Le débat public se préoccupe actuellement de l’impact négatif de ce comportement de consommation sur l’environnement et la fluidité du trafic. Lorsqu’on y regarde de plus près, il apparaît toutefois incontestablement que la livraison à domicile de produits alimentaires a une incidence positive notable sur le trafic et l’environnement. Les récentes études de cas d’Ocado (Royaume-Uni) et Picnic (Pays-Bas) sont la preuve vivante que le marché de l’épicerie en ligne est à la fois écologique et rentable.

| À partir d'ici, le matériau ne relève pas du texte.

use std::time::Duration;

use async_trait::async_trait;
use serde_json::{json, Value};
use tracing::debug;

use crate::provider::{
    FinishReason, GenerationRequest, GenerationResponse, Generator, LlmError, OutputMode,
};

const DEFAULT_BASE_URL: &str = "https://generativelanguage.googleapis.com";

pub struct GeminiProvider {
    client: reqwest::Client,
    api_key: String,
    model: String,
    base_url: String,
}

impl GeminiProvider {
    pub fn new(api_key: String, model: String, timeout: Duration) -> Self {
        Self {
            client: reqwest::Client::builder()
                .timeout(timeout)
                .build()
                .unwrap_or_else(|_| reqwest::Client::new()),
            api_key,
            model,
            base_url: DEFAULT_BASE_URL.to_string(),
        }
    }

    /// Point the provider at a different host (proxies, test servers).
    pub fn with_base_url(mut self, base_url: impl Into<String>) -> Self {
        self.base_url = base_url.into();
        self
    }

    /// Build the request body for the Gemini generateContent API.
    fn build_request_body(request: &GenerationRequest, mode: OutputMode) -> Value {
        let instruction = match mode {
            OutputMode::Strict => request.instruction.clone(),
            OutputMode::Permissive => request.permissive_instruction(),
        };

        let mut generation_config = json!({
            "temperature": request.temperature,
            "maxOutputTokens": request.max_tokens,
            "responseMimeType": "application/json",
        });
        if let (OutputMode::Strict, Some(schema)) = (mode, &request.schema) {
            generation_config["responseJsonSchema"] = schema.clone();
        }

        json!({
            "system_instruction": { "parts": [{ "text": instruction }] },
            "contents": [{
                "role": "user",
                "parts": [{ "text": request.content }],
            }],
            "generationConfig": generation_config,
        })
    }
}

/// Map a Gemini `finishReason` to our classification.
fn map_finish_reason(reason: Option<&str>) -> FinishReason {
    match reason {
        None | Some("STOP") | Some("FINISH_REASON_UNSPECIFIED") => FinishReason::Complete,
        Some("MAX_TOKENS") => FinishReason::Truncated,
        Some("SAFETY" | "RECITATION" | "BLOCKLIST" | "PROHIBITED_CONTENT" | "SPII" | "IMAGE_SAFETY") => {
            FinishReason::Blocked
        }
        Some(_) => FinishReason::OtherError,
    }
}

/// Join every text part of the first candidate. Fails when any part lacks
/// text, which is what happens when a completion is cut mid-token.
fn full_text(resp: &Value) -> Result<String, LlmError> {
    let parts = resp["candidates"][0]["content"]["parts"]
        .as_array()
        .filter(|parts| !parts.is_empty())
        .ok_or_else(|| LlmError::ParseError("missing candidates[0].content.parts".into()))?;

    let mut text = String::new();
    for (i, part) in parts.iter().enumerate() {
        let fragment = part["text"]
            .as_str()
            .ok_or_else(|| LlmError::ParseError(format!("part {i} has no text")))?;
        text.push_str(fragment);
    }
    Ok(text)
}

/// First text fragment found in any candidate, possibly partial.
fn first_fragment(resp: &Value) -> Option<String> {
    resp["candidates"]
        .as_array()?
        .iter()
        .filter_map(|c| c["content"]["parts"].as_array())
        .flatten()
        .find_map(|p| p["text"].as_str())
        .map(str::to_string)
}

/// Turn a decoded generateContent payload into a response.
fn parse_response(resp: &Value) -> GenerationResponse {
    if resp["promptFeedback"]["blockReason"].is_string() {
        return GenerationResponse {
            text: None,
            finish_reason: FinishReason::Blocked,
        };
    }

    let finish_reason = map_finish_reason(resp["candidates"][0]["finishReason"].as_str());
    let text = match full_text(resp) {
        Ok(text) => Some(text),
        Err(e) => {
            debug!(error = %e, "full text unavailable, falling back to first fragment");
            first_fragment(resp)
        }
    };

    // No candidate at all and no explicit reason: nothing usable came back.
    let finish_reason = if text.is_none() && finish_reason == FinishReason::Complete {
        FinishReason::OtherError
    } else {
        finish_reason
    };

    GenerationResponse { text, finish_reason }
}

#[async_trait]
impl Generator for GeminiProvider {
    async fn generate(
        &self,
        request: &GenerationRequest,
        mode: OutputMode,
    ) -> Result<GenerationResponse, LlmError> {
        let url = format!(
            "{}/v1beta/models/{}:generateContent?key={}",
            self.base_url, self.model, self.api_key,
        );

        let body = Self::build_request_body(request, mode);

        debug!(model = %self.model, ?mode, chars = request.content.len(), "Gemini request");

        let response = self
            .client
            .post(&url)
            .header("Content-Type", "application/json")
            .json(&body)
            .send()
            .await?;

        let status = response.status().as_u16();
        if status == 429 {
            let retry_after = response
                .headers()
                .get("retry-after")
                .and_then(|v| v.to_str().ok())
                .and_then(|v| v.parse().ok())
                .unwrap_or(30);
            let body = response.text().await.unwrap_or_default();
            return Err(LlmError::RateLimited {
                retry_after_secs: retry_after,
                body,
            });
        }
        if status != 200 {
            let body = response.text().await.unwrap_or_default();
            return Err(LlmError::ApiError { status, body });
        }

        let text = response.text().await?;
        let resp: Value = serde_json::from_str(&text)
            .map_err(|e| LlmError::ParseError(format!("generateContent body is not JSON: {e}")))?;
        Ok(parse_response(&resp))
    }

    fn name(&self) -> &str {
        "gemini"
    }
}

#[cfg(test)]
mod tests {
    use super::*;

    fn request() -> GenerationRequest {
        GenerationRequest {
            instruction: "You are a material scientist.".into(),
            content: "Aceite usado, 5 kg".into(),
            schema: Some(json!({"type": "object", "properties": {"records": {"type": "array"}}})),
            temperature: 0.1,
            max_tokens: 4096,
        }
    }

    #[test]
    fn strict_body_carries_schema() {
        let body = GeminiProvider::build_request_body(&request(), OutputMode::Strict);

        assert_eq!(
            body["system_instruction"]["parts"][0]["text"].as_str().unwrap(),
            "You are a material scientist.",
        );
        let contents = body["contents"].as_array().unwrap();
        assert_eq!(contents.len(), 1);
        assert_eq!(contents[0]["role"], "user");
        assert_eq!(contents[0]["parts"][0]["text"], "Aceite usado, 5 kg");

        let cfg = &body["generationConfig"];
        assert_eq!(cfg["responseMimeType"], "application/json");
        assert_eq!(cfg["responseJsonSchema"]["type"], "object");
        assert_eq!(cfg["maxOutputTokens"], 4096);
        let temp = cfg["temperature"].as_f64().unwrap();
        assert!((temp - 0.1).abs() < 1e-6, "temperature should be ~0.1, got {temp}");
    }

    #[test]
    fn permissive_body_has_no_schema() {
        let body = GeminiProvider::build_request_body(&request(), OutputMode::Permissive);
        assert!(body["generationConfig"].get("responseJsonSchema").is_none());
        let instruction = body["system_instruction"]["parts"][0]["text"].as_str().unwrap();
        assert!(instruction.contains("valid JSON"));
        assert!(instruction.contains("\"records\""));
    }

    #[test]
    fn complete_response_joins_parts() {
        let resp = json!({
            "candidates": [{
                "content": { "parts": [{ "text": "{\"records\":" }, { "text": "[]}" }] },
                "finishReason": "STOP"
            }]
        });
        let parsed = parse_response(&resp);
        assert_eq!(parsed.finish_reason, FinishReason::Complete);
        assert_eq!(parsed.text.as_deref(), Some("{\"records\":[]}"));
    }

    #[test]
    fn truncated_response_recovers_first_fragment() {
        // Second part was cut mid-token and carries no text.
        let resp = json!({
            "candidates": [{
                "content": { "parts": [{ "text": "{\"records\": [{\"a\": 1}," }, { "thought": true }] },
                "finishReason": "MAX_TOKENS"
            }]
        });
        let parsed = parse_response(&resp);
        assert_eq!(parsed.finish_reason, FinishReason::Truncated);
        assert_eq!(parsed.text.as_deref(), Some("{\"records\": [{\"a\": 1},"));
    }

    #[test]
    fn truncated_without_content_has_no_text() {
        let resp = json!({ "candidates": [{ "finishReason": "MAX_TOKENS" }] });
        let parsed = parse_response(&resp);
        assert_eq!(parsed.finish_reason, FinishReason::Truncated);
        assert!(parsed.text.is_none());
    }

    #[test]
    fn prompt_block_is_blocked() {
        let resp = json!({ "promptFeedback": { "blockReason": "SAFETY" } });
        let parsed = parse_response(&resp);
        assert_eq!(parsed.finish_reason, FinishReason::Blocked);
    }

    #[test]
    fn finish_reason_mapping() {
        assert_eq!(map_finish_reason(Some("SAFETY")), FinishReason::Blocked);
        assert_eq!(map_finish_reason(Some("RECITATION")), FinishReason::Blocked);
        assert_eq!(map_finish_reason(Some("MAX_TOKENS")), FinishReason::Truncated);
        assert_eq!(map_finish_reason(Some("MALFORMED_FUNCTION_CALL")), FinishReason::OtherError);
        assert_eq!(map_finish_reason(None), FinishReason::Complete);
    }

    // ── HTTP status mapping ─────────────────────────────────────

    /// Serve one canned HTTP response on a local port; returns the base URL.
    async fn stub_server(status_line: &'static str, extra_headers: &'static str, body: &'static str) -> String {
        use tokio::io::{AsyncReadExt, AsyncWriteExt};

        let listener = tokio::net::TcpListener::bind("127.0.0.1:0").await.unwrap();
        let addr = listener.local_addr().unwrap();
        tokio::spawn(async move {
            let (mut socket, _) = listener.accept().await.unwrap();
            let mut received = Vec::new();
            let mut buf = [0u8; 4096];
            while !request_complete(&received) {
                let n = socket.read(&mut buf).await.unwrap();
                if n == 0 {
                    break;
                }
                received.extend_from_slice(&buf[..n]);
            }
            let response = format!(
                "HTTP/1.1 {status_line}\r\ncontent-type: application/json\r\n{extra_headers}content-length: {}\r\nconnection: close\r\n\r\n{body}",
                body.len(),
            );
            socket.write_all(response.as_bytes()).await.unwrap();
            socket.shutdown().await.ok();
        });
        format!("http://{addr}")
    }

    /// Headers received and the body as long as its content-length says.
    fn request_complete(received: &[u8]) -> bool {
        let Some(split) = received.windows(4).position(|w| w == b"\r\n\r\n") else {
            return false;
        };
        let head = String::from_utf8_lossy(&received[..split]);
        let content_length = head
            .lines()
            .filter_map(|line| line.split_once(':'))
            .find(|(name, _)| name.eq_ignore_ascii_case("content-length"))
            .and_then(|(_, value)| value.trim().parse::<usize>().ok())
            .unwrap_or(0);
        received.len() - (split + 4) >= content_length
    }

    fn provider(base_url: String) -> GeminiProvider {
        GeminiProvider::new("test-key".into(), "gemini-test".into(), Duration::from_secs(5))
            .with_base_url(base_url)
    }

    #[tokio::test]
    async fn status_429_is_rate_limited_with_retry_after() {
        let base = stub_server("429 Too Many Requests", "retry-after: 7\r\n", r#"{"error": "quota"}"#).await;
        let err = provider(base).generate(&request(), OutputMode::Strict).await.unwrap_err();
        match &err {
            LlmError::RateLimited { retry_after_secs, body } => {
                assert_eq!(*retry_after_secs, 7);
                assert!(body.contains("quota"));
            }
            other => panic!("expected RateLimited, got {other:?}"),
        }
        assert!(err.is_rate_limit());
    }

    #[tokio::test]
    async fn status_429_without_header_defaults_to_30s() {
        let base = stub_server("429 Too Many Requests", "", "slow down").await;
        let err = provider(base).generate(&request(), OutputMode::Strict).await.unwrap_err();
        assert!(matches!(err, LlmError::RateLimited { retry_after_secs: 30, .. }));
    }

    #[tokio::test]
    async fn other_status_is_api_error() {
        let base = stub_server("500 Internal Server Error", "", "backend exploded").await;
        let err = provider(base).generate(&request(), OutputMode::Strict).await.unwrap_err();
        match err {
            LlmError::ApiError { status, body } => {
                assert_eq!(status, 500);
                assert_eq!(body, "backend exploded");
            }
            other => panic!("expected ApiError, got {other:?}"),
        }
    }

    #[tokio::test]
    async fn non_json_success_body_is_parse_error() {
        let base = stub_server("200 OK", "", "<html>gateway</html>").await;
        let err = provider(base).generate(&request(), OutputMode::Strict).await.unwrap_err();
        assert!(matches!(err, LlmError::ParseError(_)));
        assert!(!err.is_rate_limit());
    }

    #[tokio::test]
    async fn success_body_is_parsed() {
        let base = stub_server(
            "200 OK",
            "",
            r#"{"candidates": [{"content": {"parts": [{"text": "{\"records\": []}"}]}, "finishReason": "STOP"}]}"#,
        )
        .await;
        let resp = provider(base).generate(&request(), OutputMode::Strict).await.unwrap();
        assert_eq!(resp.finish_reason, FinishReason::Complete);
        assert_eq!(resp.text.as_deref(), Some(r#"{"records": []}"#));
    }

    #[test]
    fn empty_payload_is_other_error() {
        let parsed = parse_response(&json!({}));
        assert_eq!(parsed.finish_reason, FinishReason::OtherError);
        assert!(parsed.text.is_none());
    }
}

Au Benelux, un ménage moyen fait ses emplettes deux à trois fois par semaine. Il fait généralement de « grosses courses » toutes les deux semaines pour acheter des produits à plus longue durée de conservation. 90 % des familles choisissent un supermarché situé à moins de dix minutes, où elles se rendent essentiellement en voiture (65 %) ou à vélo (15 %). Seuls 12 % des consommateurs réalisent ce trajet à pied. Les Néerlandais sont légèrement moins réticents à l’idée de faire leurs courses à vélo, principalement en raison d’une répartition plus intelligente des supermarchés dans les zones résidentielles.

Cet article se base sur une vision simplifiée afin de fournir une vue d’ensemble de la question. Nous n’entrons pas dans les détails et ne tenons, par exemple, pas compte des consommateurs qui profitent de leurs navettes quotidiennes ou d’autres virées shopping pour faire leurs courses alimentaires.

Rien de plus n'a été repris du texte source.